CHARLOTTE — In the month of March, the staff of the Refugee Resettlement Office at Catholic Social Services welcomed ten families of refugees and five individual refugees at Charlotte-Douglas International Airport.
These fathers and mothers, sons and daughters, and even one infant fled their homelands because of a "well-founded" fear of persecution based on race, religion, nationality, political beliefs or membership in a particular social group. They are given sanctuary in dioceses including Charlotte as part of a collaboration between the U.S. Conference of Catholic Bishops and the U.S. State Department.
Pictured: A family from Burma arrives at the Charlotte-Douglas International Airport. (Photo provided by Catholic Social Services)
Most refugees who come to the Charlotte diocese are resettled from camps outside their home countries because of violence and political unrest. They are Bhutanese and Burmese, Russian and Cuban, and they have come to Charlotte to start new lives.
Their first stop after leaving the Charlotte airport is an apartment arranged for and furnished by Refugee Resettlement Office staff. For many, it is the first real home they have known.
With 34 refugees newly settled in Charlotte, it may seem like March has been a busy month. Before the end of April, however, another 25 refugees are expected to arrive, and the office maintains active support of close to 200 refugees on an ongoing basis.
"Most people have no idea how many refugees are being settled and served through this office," said Cira Ponce, director of the Refugee Resettlement Office.
The Refugee Resettlement Office receives between 300-350 refugees in Charlotte annually. Since its inception in 1975, the office has resettled more than 10,705 refugees representing 27 nationalities.
"The state of North Carolina is 16th in the nation in terms of refugees resettled here," Ponce added.

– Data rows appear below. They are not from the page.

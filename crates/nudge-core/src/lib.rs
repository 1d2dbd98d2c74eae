//! Core types and the notification eligibility engine for Nudge.
//!
//! This crate decides whether a promotional notification should be shown,
//! which localized variant to render, and records that it has been seen.
//! Persistence goes through the [`store::KeyValueStore`] trait, implemented
//! by `nudge-store-sqlite` and by the in-memory [`memory::MemoryStore`].

// `KeyValueStore` spells out `Send` futures in its signatures; implementors
// write plain `async fn`.
#![allow(async_fn_in_trait)]

pub mod campaign;
pub mod clock;
pub mod config;
pub mod error;
pub mod host;
pub mod i18n;
pub mod locale;
pub mod memory;
pub mod notifier;
pub mod prefs;
pub mod registry;
pub mod scheduler;
pub mod store;
pub mod topics;
pub mod viewed;

pub use error::{Error, Result};
pub use notifier::Notifier;
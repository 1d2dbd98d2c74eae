//! [`MemoryStore`], a process-local [`KeyValueStore`].

use std::{collections::BTreeMap, convert::Infallible, sync::Mutex};

use serde_json::Value;

use crate::store::KeyValueStore;

/// Keeps everything in a `BTreeMap`; nothing survives the process.
#[derive(Debug, Default)]
pub struct MemoryStore {
  items: Mutex<BTreeMap<String, Value>>,
}

impl MemoryStore {
  pub fn new() -> Self { Self::default() }

  fn items(&self) -> std::sync::MutexGuard<'_, BTreeMap<String, Value>> {
    self.items.lock().unwrap_or_else(|e| e.into_inner())
  }
}

impl KeyValueStore for MemoryStore {
  type Error = Infallible;

  async fn get_item(&self, key: &str) -> Result<Option<Value>, Infallible> {
    Ok(self.items().get(key).cloned())
  }

  async fn set_item(&self, key: &str, value: Value) -> Result<(), Infallible> {
    self.items().insert(key.to_owned(), value);
    Ok(())
  }

  async fn remove_item(&self, key: &str) -> Result<(), Infallible> {
    self.items().remove(key);
    Ok(())
  }

  async fn keys_with_prefix(&self, prefix: &str) -> Result<Vec<String>, Infallible> {
    Ok(
      self
        .items()
        .range(prefix.to_owned()..)
        .take_while(|(k, _)| k.starts_with(prefix))
        .map(|(k, _)| k.clone())
        .collect(),
    )
  }
}

#[cfg(test)]
mod tests {
  use serde_json::json;

  use super::*;

  #[tokio::test]
  async fn set_get_remove() {
    let s = MemoryStore::new();
    assert_eq!(s.get_item("a").await.unwrap(), None);

    s.set_item("a", json!([1, 2])).await.unwrap();
    assert_eq!(s.get_item("a").await.unwrap(), Some(json!([1, 2])));

    s.remove_item("a").await.unwrap();
    s.remove_item("a").await.unwrap();
    assert_eq!(s.get_item("a").await.unwrap(), None);
  }

  #[tokio::test]
  async fn prefix_scan_is_sorted_and_bounded() {
    let s = MemoryStore::new();
    for key in ["b.two", "a.x", "b.one", "bb", "c"] {
      s.set_item(key, json!(true)).await.unwrap();
    }
    assert_eq!(s.keys_with_prefix("b.").await.unwrap(), ["b.one", "b.two"]);
    assert_eq!(s.keys_with_prefix("").await.unwrap().len(), 5);
  }
}
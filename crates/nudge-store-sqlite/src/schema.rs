//! Table layout for the key-value store. Run on every open.

/// One row per key. Safe to re-run.
pub const SCHEMA: &str = "
PRAGMA journal_mode = WAL;

CREATE TABLE IF NOT EXISTS items (
    key         TEXT PRIMARY KEY,
    value_json  TEXT NOT NULL,   -- compact JSON document
    updated_at  TEXT NOT NULL    -- ISO 8601 UTC
);

PRAGMA user_version = 1;
";
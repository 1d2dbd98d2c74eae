//! The persistence contract the engine relies on.
//!
//! The trait is implemented by storage backends (e.g. `nudge-store-sqlite`)
//! and by [`crate::memory::MemoryStore`]. Values are JSON so callers can keep
//! lists and numbers under a single key, as host local storage does.

use std::future::Future;

use serde_json::Value;

/// Abstraction over a string-keyed JSON value store.
///
/// All methods return `Send` futures so the trait can be used from spawned
/// tokio tasks (the delayed dismissal timer runs on one).
pub trait KeyValueStore: Send + Sync {
  type Error: std::error::Error + Send + Sync + 'static;

  /// Read a value. Returns `None` if the key was never written.
  fn get_item<'a>(
    &'a self,
    key: &'a str,
  ) -> impl Future<Output = Result<Option<Value>, Self::Error>> + Send + 'a;

  /// Write a value, replacing any previous one.
  fn set_item<'a>(
    &'a self,
    key: &'a str,
    value: Value,
  ) -> impl Future<Output = Result<(), Self::Error>> + Send + 'a;

  /// Delete a key. Deleting a missing key is not an error.
  fn remove_item<'a>(
    &'a self,
    key: &'a str,
  ) -> impl Future<Output = Result<(), Self::Error>> + Send + 'a;

  /// All keys starting with `prefix`, sorted.
  fn keys_with_prefix<'a>(
    &'a self,
    prefix: &'a str,
  ) -> impl Future<Output = Result<Vec<String>, Self::Error>> + Send + 'a;
}
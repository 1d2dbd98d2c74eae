//! Error types for `nudge-core`.

use thiserror::Error;

#[derive(Debug, Error)]
pub enum Error {
  #[error("campaign {id:?} is invalid: {reason}")]
  InvalidCampaign { id: String, reason: String },

  #[error("campaign {id:?} has an unparseable date {value:?}")]
  InvalidDate { id: String, value: String },

  #[error("campaign {0:?} is declared more than once")]
  DuplicateCampaign(String),
}

pub type Result<T, E = Error> = std::result::Result<T, E>;
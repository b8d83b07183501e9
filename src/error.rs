use std::io;
use std::result::Result as StdResult;
use thiserror::Error;

// Errors are Clone so a single failed fetch can be handed to every caller
// awaiting the same in-flight request. Foreign errors are kept as strings.
#[derive(Debug, Clone, Error, PartialEq)]
pub enum Error {
    #[error("API error: {0}")]
    ApiError(String),
    #[error("API invalid data: {0}")]
    ApiInvalidData(String),
    #[error("API invalid format: {0}")]
    ApiInvalidFormat(String),
    #[error("API authentication failed: {0}")]
    ApiAuthFailed(String),
    #[error("API quota exceeded: {0}")]
    ApiQuotaExceeded(String),
    #[error("API maintenance: {0}")]
    ApiMaintenance(String),
    #[error("Rate limit exceeded: {0}")]
    RateLimitExceeded(String),
    #[error("Network error: {0}")]
    NetworkError(String),
    #[error("Timeout: {0}")]
    Timeout(String),
    #[error("Stream error: {0}")]
    StreamError(String),
    #[error("Configuration error: {0}")]
    ConfigError(String),
    #[error("Metrics error: {0}")]
    MetricsError(String),
    #[error("Internal error: {0}")]
    InternalError(String),
    #[error("IO error: {0}")]
    IoError(String),
}

impl From<reqwest::Error> for Error {
    fn from(err: reqwest::Error) -> Self {
        if err.is_timeout() {
            Error::Timeout(err.to_string())
        } else if err.is_decode() {
            Error::ApiInvalidFormat(err.to_string())
        } else {
            Error::NetworkError(err.to_string())
        }
    }
}

impl From<serde_json::Error> for Error {
    fn from(err: serde_json::Error) -> Self {
        Error::ApiInvalidFormat(err.to_string())
    }
}

impl From<io::Error> for Error {
    fn from(err: io::Error) -> Self {
        Error::IoError(err.to_string())
    }
}

impl From<toml::de::Error> for Error {
    fn from(err: toml::de::Error) -> Self {
        Error::ConfigError(err.to_string())
    }
}

impl From<toml::ser::Error> for Error {
    fn from(err: toml::ser::Error) -> Self {
        Error::ConfigError(err.to_string())
    }
}

impl From<prometheus::Error> for Error {
    fn from(err: prometheus::Error) -> Self {
        Error::MetricsError(err.to_string())
    }
}

impl From<tokio::task::JoinError> for Error {
    fn from(err: tokio::task::JoinError) -> Self {
        Error::InternalError(err.to_string())
    }
}

impl Error {
    /// Whether a later attempt at the same request might succeed.
    pub fn is_transient(&self) -> bool {
        matches!(
            self,
            Error::NetworkError(_)
                | Error::Timeout(_)
                | Error::RateLimitExceeded(_)
                | Error::ApiMaintenance(_)
                | Error::StreamError(_)
                | Error::ApiError(_)
        )
    }
}

pub type Result<T> = StdResult<T, Error>;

The Refugee Resettlement Office provides a wide array of services to refugees including assistance with housing, social services, health care, school registration, and community and cultural orientation. The office also provides employment assistance, referral for English language classes, interpretation services and transportation to initial appointments. In addition, the Refugee Resettlement Office began a youth program in 2006 for refugee children which offers tutoring, afterschool activities and field trips.

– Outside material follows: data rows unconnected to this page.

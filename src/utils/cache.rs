use std::collections::HashMap;
use std::future::Future;
use std::sync::{Arc, Weak};
use std::time::Duration;

use futures::future::{BoxFuture, FutureExt, Shared};
use log::{debug, warn};
use tokio::sync::Mutex;
use tokio::time::Instant;

use crate::error::{Error, Result};
use crate::metrics::{LookupOutcome, Metrics};

/// Freshness policy for a single lookup.
///
/// `stale_while_revalidate` is measured from the fetch time, like `ttl`, so
/// an entry is stale once `ttl <= age < stale_while_revalidate`.
#[derive(Debug, Clone, Copy, PartialEq, Eq)]
pub struct FetchOptions {
    pub ttl: Duration,
    pub stale_while_revalidate: Duration,
    pub background: bool,
}

impl FetchOptions {
    pub fn new(ttl: Duration, stale_while_revalidate: Duration) -> Self {
        Self {
            ttl,
            stale_while_revalidate,
            background: true,
        }
    }

    pub fn background(mut self, background: bool) -> Self {
        self.background = background;
        self
    }

    pub fn classify(&self, age: Duration) -> Freshness {
        if age < self.ttl {
            Freshness::Fresh
        } else if age < self.stale_while_revalidate {
            Freshness::Stale
        } else {
            Freshness::Expired
        }
    }
}

#[derive(Debug, Clone, Copy, PartialEq, Eq)]
pub enum Freshness {
    Fresh,
    Stale,
    Expired,
    Missing,
}

#[derive(Debug, Clone)]
pub struct CacheEntry<T> {
    pub data: T,
    pub fetched_at: Instant,
    pub ttl: Duration,
}

impl<T> CacheEntry<T> {
    pub fn age(&self) -> Duration {
        self.fetched_at.elapsed()
    }
}

type PendingFetch<T> = Shared<BoxFuture<'static, Result<T>>>;

struct CacheState<T> {
    entries: HashMap<String, CacheEntry<T>>,
    pending: HashMap<String, PendingFetch<T>>,
}

/// Keyed stale-while-revalidate cache with per-key request deduplication.
///
/// Clones share the same entries and in-flight requests.
pub struct Cache<T> {
    state: Arc<Mutex<CacheState<T>>>,
    metrics: Option<Metrics>,
}

impl<T> Clone for Cache<T> {
    fn clone(&self) -> Self {
        Self {
            state: Arc::clone(&self.state),
            metrics: self.metrics.clone(),
        }
    }
}

impl<T> Default for Cache<T>
where
    T: Clone + Send + Sync + 'static,
{
    fn default() -> Self {
        Self::new()
    }
}

impl<T> Cache<T>
where
    T: Clone + Send + Sync + 'static,
{
    pub fn new() -> Self {
        Self {
            state: Arc::new(Mutex::new(CacheState {
                entries: HashMap::new(),
                pending: HashMap::new(),
            })),
            metrics: None,
        }
    }

    pub fn with_metrics(mut self, metrics: Metrics) -> Self {
        self.metrics = Some(metrics);
        self
    }

    /// Resolve `key` according to `options`.
    ///
    /// Fresh entries are returned as-is. Stale entries are returned
    /// immediately and, when `options.background` is set, refreshed by a
    /// detached task whose failure leaves the entry untouched. Missing or
    /// expired entries block on `fetcher`; concurrent callers for the same
    /// key share one fetch and all observe its outcome.
    pub async fn get_data<F, Fut>(&self, key: &str, fetcher: F, options: FetchOptions) -> Result<T>
    where
        F: FnOnce() -> Fut + Send + 'static,
        Fut: Future<Output = Result<T>> + Send + 'static,
    {
        let pending = {
            let mut state = self.state.lock().await;
            let cached = state
                .entries
                .get(key)
                .map(|entry| (options.classify(entry.age()), entry.data.clone()));

            match cached {
                Some((Freshness::Fresh, data)) => {
                    self.record(LookupOutcome::Fresh);
                    return Ok(data);
                }
                Some((Freshness::Stale, data)) => {
                    self.record(LookupOutcome::Stale);
                    if options.background {
                        let (pending, started) = self.join_or_start(&mut state, key, fetcher, options.ttl);
                        if started {
                            self.spawn_revalidation(key, pending);
                        }
                    }
                    return Ok(data);
                }
                _ => {
                    self.record(LookupOutcome::Miss);
                    self.join_or_start(&mut state, key, fetcher, options.ttl).0
                }
            }
        };

        pending.await
    }

    /// Fetch `key` now whatever its freshness, joining a fetch already in
    /// flight. Failures leave the current entry in place.
    pub async fn refresh<F, Fut>(&self, key: &str, fetcher: F, ttl: Duration) -> Result<T>
    where
        F: FnOnce() -> Fut + Send + 'static,
        Fut: Future<Output = Result<T>> + Send + 'static,
    {
        let pending = {
            let mut state = self.state.lock().await;
            self.join_or_start(&mut state, key, fetcher, ttl).0
        };
        pending.await
    }

    /// Current value for `key` without fetching, regardless of age.
    pub async fn peek(&self, key: &str) -> Option<T> {
        self.state.lock().await.entries.get(key).map(|entry| entry.data.clone())
    }

    pub async fn entry(&self, key: &str) -> Option<CacheEntry<T>> {
        self.state.lock().await.entries.get(key).cloned()
    }

    pub async fn freshness(&self, key: &str, options: &FetchOptions) -> Freshness {
        match self.state.lock().await.entries.get(key) {
            Some(entry) => options.classify(entry.age()),
            None => Freshness::Missing,
        }
    }

    /// Store `data` as if it had just been fetched.
    pub async fn set(&self, key: &str, data: T, ttl: Duration) {
        let mut state = self.state.lock().await;
        state.entries.insert(
            key.to_string(),
            CacheEntry {
                data,
                fetched_at: Instant::now(),
                ttl,
            },
        );
    }

    /// Drop every entry. In-flight fetches still complete and repopulate.
    pub async fn clear(&self) {
        self.state.lock().await.entries.clear();
    }

    pub async fn clear_key(&self, key: &str) -> bool {
        self.state.lock().await.entries.remove(key).is_some()
    }

    pub async fn len(&self) -> usize {
        self.state.lock().await.entries.len()
    }

    pub async fn is_empty(&self) -> bool {
        self.state.lock().await.entries.is_empty()
    }

    pub async fn pending_count(&self) -> usize {
        self.state.lock().await.pending.len()
    }

    fn record(&self, outcome: LookupOutcome) {
        if let Some(metrics) = &self.metrics {
            metrics.record_lookup(outcome);
        }
    }

    // Must be called with the state lock held so the check and the insert
    // are one step. Returns the shared fetch and whether it was created here.
    // A fetch that is started runs to completion even if nobody awaits it.
    fn join_or_start<F, Fut>(
        &self,
        state: &mut CacheState<T>,
        key: &str,
        fetcher: F,
        ttl: Duration,
    ) -> (PendingFetch<T>, bool)
    where
        F: FnOnce() -> Fut + Send + 'static,
        Fut: Future<Output = Result<T>> + Send + 'static,
    {
        if let Some(pending) = state.pending.get(key) {
            debug!("Joining in-flight fetch for {}", key);
            return (pending.clone(), false);
        }

        let weak: Weak<Mutex<CacheState<T>>> = Arc::downgrade(&self.state);
        let metrics = self.metrics.clone();
        let owned_key = key.to_string();

        let fetch = async move {
            let result = fetcher().await;

            if let Some(state) = weak.upgrade() {
                let mut state = state.lock().await;
                state.pending.remove(&owned_key);
                match &result {
                    Ok(data) => {
                        state.entries.insert(
                            owned_key,
                            CacheEntry {
                                data: data.clone(),
                                fetched_at: Instant::now(),
                                ttl,
                            },
                        );
                    }
                    Err(e) => {
                        debug!("Fetch for {} failed: {}", owned_key, e);
                        if let Some(metrics) = &metrics {
                            metrics.record_fetch_error();
                        }
                    }
                }
            }

            result
        };

        // Driven by its own task so an abandoned caller cannot strand the
        // pending slot.
        let fetch = tokio::spawn(fetch)
            .map(|joined| joined.unwrap_or_else(|e| Err(Error::from(e))))
            .boxed()
            .shared();

        state.pending.insert(key.to_string(), fetch.clone());
        (fetch, true)
    }

    fn spawn_revalidation(&self, key: &str, pending: PendingFetch<T>) {
        let key = key.to_string();
        let metrics = self.metrics.clone();
        tokio::spawn(async move {
            match pending.await {
                Ok(_) => debug!("Background refresh for {} completed", key),
                Err(e) => {
                    warn!("Background refresh for {} failed, keeping stale entry: {}", key, e);
                    if let Some(metrics) = &metrics {
                        metrics.record_background_failure();
                    }
                }
            }
        });
    }
}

Ponce knows that community awareness regarding the refugee experience and refugee resettlement efforts of the Refugee Resettlement Office is needed.
"This is why we have initiated the 'Parishes Organized to Welcome Refugees,' or POWR program," she said. "We want to educate our community of faith and other interested groups and individuals of goodwill about the needs of refugees and ways in which we all can work to welcome refugees coming to Charlotte to start a new life."
Through the POWR program, the Refugee Resettlement Office hopes to strengthen and deepen its support of parish and community involvement in refugee resettlement work.
Sandy Buck, a volunteer coordinator with Catholic Social Services, said she believes community awareness is one important aspect of the POWR program.
"We are available to provide presentations to parishes, schools and community groups on topics as varied as Catholic social teaching, the basics of refugee resettlement, and creative ways in which groups can support resettlement efforts," she said. "We want to get the community involved in our work and informing them about our work, and this population is an important first step."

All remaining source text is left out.